I’ve taken to long-distance walking as a means of dissolving the mechanised matrix which compresses the space-time continuum, and decouples human from physical geography. So this isn’t walking for leisure – that would be merely frivolous – or even for exercise, which would be tedious. No, to underscore the seriousness of my project, I like a walk that takes me to a meeting or an assignment; that way I can drag other people into my eotechnical world view. “How was your journey?” they say. “Not bad,” I reply. “Take long?” they enquire. “About 10 hours,” I admit. “I walked here.” My interlocutor goggles at me; if he took 10 hours to get here – they’re undoubtedly thinking – will the meeting have to go on for 20? As Emile Durkheim observed, a society’s space-time perceptions are a function of its social rhythm and its territory. So, by walking to the meeting I have disrupted it just as surely as if I’d appeared stark naked with a peacock’s tail fanning out from my buttocks while mouthing Symbolist poetry.

My publishers were holding a sales conference in Eastbourne and I agreed to go along and address the bourgeforce. I decided to entrain from Victoria to Lewes and then walk the South Downs Way for the final 22 miles. This would be a nostalgic walk, putting myself securely back in my father’s world of pipe-smoking, grey flannel trousers, chalk downlands, Harvey’s bitter, Bertie Russell, nudism, the Peace Pledge Union … Gah! Christ! … I can’t breathe in this interwar period … I’d better come up for air. Even though, nominally, I was born in 1961, my father made sure that I too was raised in the interwar period, and we roamed the South Downs a great deal together during my childhood. “It seemed perfectly natural,” said the minicab driver who took me from Lewes station to the start of the walk, speaking of his own ambulatory upbringing … but I’m getting ahead of myself.

As I consulted maps and timetables at my desk in London, I found myself faced with a dilemma. On the day, should I wait for the branch-line train from Lewes to Southease, where I could join the South Downs Way, or should I gain a half-hour by taking a cab there?

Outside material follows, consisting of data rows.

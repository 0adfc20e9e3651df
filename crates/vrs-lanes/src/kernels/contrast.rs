// Copyright 2025 eraflo
//
// Licensed under the Apache License, Version 2.0 (the "License");
// you may not use this file except in compliance with the License.
// You may obtain a copy of the License at
//
//     http://www.apache.org/licenses/LICENSE-2.0
//
// Unless required by applicable law or agreed to in writing, software
// distributed under the License is distributed on an "AS IS" BASIS,
// WITHOUT WARRANTIES OR CONDITIONS OF ANY KIND, either express or implied.
// See the License for the specific language governing permissions and
// limitations under the License.

//! Contrast-adaptive shading.
//!
//! For each tile the kernel estimates how much luma error halving the
//! shading rate along an axis would introduce, and compares it with a
//! just-noticeable difference derived from the tile's brightness.

use super::{check_extent, tile_pixels, KernelError};
use vrs_core::renderer::{
    ColorImage, ContrastAdaptiveUniforms, SceneInput, VelocityImage,
};
use vrs_core::{ShadingRate, ShadingRateTileMap};

/// Error attenuation per pixel of mean tile motion.
pub const MOTION_ERROR_FALLOFF: f32 = 0.1;

/// Below this Weber-Fechner constant the logarithmic model degenerates to
/// the linear one.
const WEBER_FECHNER_EPSILON: f32 = 1e-6;

/// Rec. 709 luma of a linear color, never negative.
#[inline]
pub fn luma(color: [f32; 4]) -> f32 {
    (0.2126 * color[0] + 0.7152 * color[1] + 0.0722 * color[2]).max(0.0)
}

/// Luma statistics of one tile.
#[derive(Debug, Clone, Copy, Default, PartialEq)]
pub struct TileLuma {
    /// Mean luma.
    pub average: f32,
    /// Estimated error of half rate along X.
    pub error_x: f32,
    /// Estimated error of half rate along Y.
    pub error_y: f32,
}

impl TileLuma {
    /// Gathers the statistics of tile `(tx, ty)`.
    pub fn measure(color: &ColorImage, tx: u32, ty: u32, tile_size: u32) -> Self {
        let (x0, y0, x1, y1) = tile_pixels(tx, ty, tile_size, color.width(), color.height());

        let mut sum = 0.0f32;
        let mut count = 0u32;
        let mut sum_x = 0.0f32;
        let mut pairs_x = 0u32;
        let mut sum_y = 0.0f32;
        let mut pairs_y = 0u32;

        for y in y0..y1 {
            for x in x0..x1 {
                let l = luma(color.get(x, y));
                sum += l;
                count += 1;
                if x + 1 < x1 {
                    let d = 0.5 * (luma(color.get(x + 1, y)) - l);
                    sum_x += d * d;
                    pairs_x += 1;
                }
                if y + 1 < y1 {
                    let d = 0.5 * (luma(color.get(x, y + 1)) - l);
                    sum_y += d * d;
                    pairs_y += 1;
                }
            }
        }

        let rms = |sum: f32, n: u32| if n == 0 { 0.0 } else { (sum / n as f32).sqrt() };
        Self {
            average: if count == 0 { 0.0 } else { sum / count as f32 },
            error_x: rms(sum_x, pairs_x),
            error_y: rms(sum_y, pairs_y),
        }
    }
}

/// Mean motion of tile `(tx, ty)` in pixels.
pub fn mean_motion(velocity: &VelocityImage, tx: u32, ty: u32, tile_size: u32) -> f32 {
    let (x0, y0, x1, y1) = tile_pixels(tx, ty, tile_size, velocity.width(), velocity.height());
    let mut sum = 0.0f32;
    let mut count = 0u32;
    for y in y0..y1 {
        for x in x0..x1 {
            let [vx, vy] = velocity.get(x, y);
            sum += (vx * vx + vy * vy).sqrt();
            count += 1;
        }
    }
    if count == 0 {
        0.0
    } else {
        sum / count as f32
    }
}

/// Just-noticeable luma difference for a tile of mean luma `average`.
pub fn just_noticeable_difference(u: &ContrastAdaptiveUniforms, average: f32) -> f32 {
    let adapted = average + u.environment_luma;
    let c = u.weber_fechner_constant;
    if u.use_weber_fechner != 0 && c > WEBER_FECHNER_EPSILON {
        u.sensitivity_threshold * (c * adapted).ln_1p() / c
    } else {
        u.sensitivity_threshold * adapted
    }
}

/// Log2 rate along one axis: 2 (quarter), 1 (half) or 0 (full).
#[inline]
pub fn axis_log2(error: f32, jnd: f32, quarter_rate_sensitivity: f32) -> u8 {
    if quarter_rate_sensitivity * error < jnd {
        2
    } else if error < jnd {
        1
    } else {
        0
    }
}

/// Rate chosen for a tile with the given statistics and mean motion.
pub fn contrast_rate(u: &ContrastAdaptiveUniforms, stats: &TileLuma, motion: f32) -> ShadingRate {
    let jnd = just_noticeable_difference(u, stats.average);
    let attenuation = if u.use_motion_vectors != 0 {
        1.0 / (1.0 + u.motion_error_falloff * motion.max(0.0))
    } else {
        1.0
    };
    let k = u.quarter_rate_sensitivity;
    ShadingRate::from_axes_log2(
        axis_log2(stats.error_x * attenuation, jnd, k),
        axis_log2(stats.error_y * attenuation, jnd, k),
        u.extended != 0,
    )
}

/// Writes a contrast-adaptive rate into every tile.
///
/// A missing velocity image reads as zero motion.
pub fn contrast_adaptive(
    map: &mut ShadingRateTileMap,
    color: &ColorImage,
    velocity: Option<&VelocityImage>,
    u: &ContrastAdaptiveUniforms,
) -> Result<(), KernelError> {
    let target = (u.target_width, u.target_height);
    check_extent(SceneInput::Color, color.extent(), target)?;
    if let Some(velocity) = velocity {
        check_extent(SceneInput::Velocity, velocity.extent(), target)?;
    }

    for (tx, ty) in map.grid().coords() {
        let stats = TileLuma::measure(color, tx, ty, u.tile_size);
        let motion = match velocity {
            Some(v) if u.use_motion_vectors != 0 => mean_motion(v, tx, ty, u.tile_size),
            _ => 0.0,
        };
        map.set(tx, ty, contrast_rate(u, &stats, motion));
    }
    Ok(())
}

#[cfg(test)]
mod tests {
    use super::*;
    use approx::assert_relative_eq;
    use vrs_core::TileGrid;

    fn uniforms() -> ContrastAdaptiveUniforms {
        ContrastAdaptiveUniforms {
            tiles_x: 2,
            tiles_y: 1,
            tile_size: 8,
            extended: 1,
            target_width: 16,
            target_height: 8,
            use_weber_fechner: 0,
            use_motion_vectors: 0,
            sensitivity_threshold: 0.15,
            quarter_rate_sensitivity: 2.13,
            environment_luma: 0.05,
            weber_fechner_constant: 1.0,
            motion_error_falloff: MOTION_ERROR_FALLOFF,
            _pad: [0.0; 3],
        }
    }

    fn gray(v: f32) -> [f32; 4] {
        [v, v, v, 1.0]
    }

    #[test]
    fn test_luma_weights() {
        assert_relative_eq!(luma([1.0, 1.0, 1.0, 1.0]), 1.0, epsilon = 1e-6);
        assert_relative_eq!(luma([0.0, 1.0, 0.0, 0.0]), 0.7152);
        assert_eq!(luma([-1.0, 0.0, 0.0, 1.0]), 0.0);
    }

    #[test]
    fn test_tile_luma_of_vertical_stripes() {
        // Columns alternate 0 and 1: every horizontal pair differs by 1.
        let color = ColorImage::from_fn(8, 8, |x, _| gray((x % 2) as f32));
        let stats = TileLuma::measure(&color, 0, 0, 8);
        assert_relative_eq!(stats.average, 0.5, epsilon = 1e-6);
        assert_relative_eq!(stats.error_x, 0.5, epsilon = 1e-6);
        assert_eq!(stats.error_y, 0.0);
    }

    #[test]
    fn test_single_pixel_tile_has_no_error() {
        let color = ColorImage::filled(9, 9, gray(0.3));
        let stats = TileLuma::measure(&color, 1, 1, 8);
        assert_relative_eq!(stats.average, 0.3 * (0.2126 + 0.7152 + 0.0722), epsilon = 1e-6);
        assert_eq!(stats.error_x, 0.0);
        assert_eq!(stats.error_y, 0.0);
    }

    #[test]
    fn test_weber_fechner_compresses_threshold() {
        let mut u = uniforms();
        let linear = just_noticeable_difference(&u, 2.0);
        u.use_weber_fechner = 1;
        let perceptual = just_noticeable_difference(&u, 2.0);
        assert!(perceptual < linear);
        assert_relative_eq!(perceptual, 0.15 * (2.05f32).ln_1p(), epsilon = 1e-6);

        u.weber_fechner_constant = 0.0;
        assert_relative_eq!(just_noticeable_difference(&u, 2.0), linear);
    }

    #[test]
    fn test_axis_rule() {
        assert_eq!(axis_log2(0.01, 0.1, 2.13), 2);
        assert_eq!(axis_log2(0.06, 0.1, 2.13), 1);
        assert_eq!(axis_log2(0.2, 0.1, 2.13), 0);
    }

    #[test]
    fn test_flat_tile_is_coarse_and_stripes_stay_fine_across() {
        let u = uniforms();
        let color = ColorImage::from_fn(16, 8, |x, _| {
            if x < 8 {
                gray(0.5)
            } else {
                gray((x % 2) as f32)
            }
        });
        let mut map = ShadingRateTileMap::new(TileGrid::new(2, 1));
        contrast_adaptive(&mut map, &color, None, &u).unwrap();
        assert_eq!(map.get(0, 0), Some(ShadingRate::R4x4));
        // Full rate across the stripes, quarter rate along them, clamped to 1x2.
        assert_eq!(map.get(1, 0), Some(ShadingRate::R1x2));
    }

    #[test]
    fn test_base_only_output() {
        let mut u = uniforms();
        u.extended = 0;
        let color = ColorImage::filled(16, 8, gray(0.5));
        let mut map = ShadingRateTileMap::new(TileGrid::new(2, 1));
        contrast_adaptive(&mut map, &color, None, &u).unwrap();
        assert!(!map.contains_extended());
        assert_eq!(map.get(0, 0), Some(ShadingRate::R2x2));
    }

    #[test]
    fn test_motion_relaxes_the_decision() {
        let mut u = uniforms();
        u.use_motion_vectors = 1;
        let stats = TileLuma {
            average: 0.5,
            error_x: 0.1,
            error_y: 0.1,
        };
        assert_eq!(contrast_rate(&u, &stats, 0.0), ShadingRate::R1x1);
        assert_eq!(contrast_rate(&u, &stats, 100.0), ShadingRate::R4x4);

        let velocity = VelocityImage::filled(16, 8, [3.0, 4.0]);
        assert_relative_eq!(mean_motion(&velocity, 1, 0, 8), 5.0);
    }

    #[test]
    fn test_rejects_mismatched_velocity() {
        let u = uniforms();
        let color = ColorImage::new(16, 8);
        let velocity = VelocityImage::new(4, 4);
        let mut map = ShadingRateTileMap::new(TileGrid::new(2, 1));
        let err = contrast_adaptive(&mut map, &color, Some(&velocity), &u).unwrap_err();
        assert!(matches!(
            err,
            KernelError::ExtentMismatch {
                input: SceneInput::Velocity,
                ..
            }
        ));
    }
}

I dislike cars more than trains – they con their autopilots with the illusion of freedom – but half an hour is significant when you’re pushed for walking time. I thought about the options for two long days, then called Talking Pages.

Talking Pages had been absorbed into the great telephone-answering gulag known only as “118”, so doubtless my call was answered by a Mongolian former yak herder, deep in the Altai Mountains. I pictured the call centre wedged like a corrugated spacecraft in some dusty gully. Inside, bandy- legged men in traditional dress slouched about on leather cushions, watching antediluvian videotapes of Police Five, in order to assimilate the social mores of telephone-banking customers in the Potteries. A once-proud nomad, doing a passable imitation of a Staffs accent, gave me a choice of three minicab companies that served the Lewes area.

Naturally, the first two I called turned out to be located in Brighton, despite their Lewes exchange numbers. And no, they couldn’t answer my distinctly local enquiry about the time it takes to drive to Southease. The third company was different. They were located right inside Lewes station, and yes they knew the area intimately. The Controller spoke as if every one of his drivers had – like some humanoid nematode – filtered the very earth of Sussex through their bodies. The Controller assured me the drive would take mere minutes, so I booked the cab.

The next morning was bright and clear. Sunlight flashed off the braces of orthodontically challenged teenagers who boarded the train at Plumpton on their way to school in Lewes. After detraining, I was so high with anticipation that it wasn’t until the cab had gone about 200 yards in the wrong direction out of Lewes that I pointed it out to the driver: “I want to be on the east side of the Ouse, at Southease Station.”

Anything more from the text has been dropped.